(THE DATA Opens)
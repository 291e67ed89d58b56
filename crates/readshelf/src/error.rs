//! Error types for the readshelf library.

use std::path::PathBuf;
use thiserror::Error;

/// Main error type for readshelf operations.
#[derive(Debug, Error)]
pub enum ReadshelfError {
    /// Error reading or accessing a file.
    #[error("IO error for '{path}': {source}")]
    Io {
        path: PathBuf,
        #[source]
        source: std::io::Error,
    },

    /// The export contained no importable rows.
    #[error("no valid books found in the export")]
    NoValidBooks,

    /// The backend preview request failed.
    #[error("failed to preview import: {0}")]
    PreviewFailed(String),

    /// The backend import request failed.
    #[error("failed to import books: {0}")]
    CommitFailed(String),

    /// A response arrived for a request that has since been superseded
    /// by a newer upload or a cancellation.
    #[error("response superseded by a newer upload or cancellation")]
    StaleResponse,

    /// The session is not in a state that allows the requested operation.
    #[error("invalid session state: {0}")]
    InvalidState(&'static str),

    /// Book index out of range for the staged preview.
    #[error("book index {0} out of range")]
    BookIndex(usize),

    /// File format not supported.
    #[error("unsupported format: {0}")]
    UnsupportedFormat(String),

    /// Error from the CSV library.
    #[error("CSV error: {0}")]
    Csv(#[from] csv::Error),

    /// JSON serialization/deserialization error.
    #[error("JSON error: {0}")]
    Json(#[from] serde_json::Error),

    /// Configuration error.
    #[error("configuration error: {0}")]
    Config(String),
}

/// Result type alias for readshelf operations.
pub type Result<T> = std::result::Result<T, ReadshelfError>;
(THE DATA Closes)
Faithfully reproduce all of the records, character for character.

repository 291e67ed89d58b56
filename crates/readshelf/src/error.rs
//! Error types for the readshelf library.

use std::path::PathBuf;
use thiserror::Error;

/// Main error type for readshelf operations.
#[derive(Debug, Error)]
pub enum ReadshelfError {
    /// Error reading or accessing a file.
    #[error("IO error for '{path}': {source}")]
    Io {
        path: PathBuf,
        #[source]
        source: std::io::Error,
    },

    /// The export contained no importable rows.
    #[error("no valid books found in the export")]
    NoValidBooks,

    /// The backend preview request failed.
    #[error("failed to preview import: {0}")]
    PreviewFailed(String),

    /// The backend import request failed.
    #[error("failed to import books: {0}")]
    CommitFailed(String),

    /// A response arrived for a request that has since been superseded
    /// by a newer upload or a cancellation.
    #[error("response superseded by a newer upload or cancellation")]
    StaleResponse,

    /// The session is not in a state that allows the requested operation.
    #[error("invalid session state: {0}")]
    InvalidState(&'static str),

    /// Book index out of range for the staged preview.
    #[error("book index {0} out of range")]
    BookIndex(usize),

    /// File format not supported.
    #[error("unsupported format: {0}")]
    UnsupportedFormat(String),

    /// Error from the CSV library.
    #[error("CSV error: {0}")]
    Csv(#[from] csv::Error),

    /// JSON serialization/deserialization error.
    #[error("JSON error: {0}")]
    Json(#[from] serde_json::Error),

    /// Configuration error.
    #[error("configuration error: {0}")]
    Config(String),
}

/// Result type alias for readshelf operations.
pub type Result<T> = std::result::Result<T, ReadshelfError>;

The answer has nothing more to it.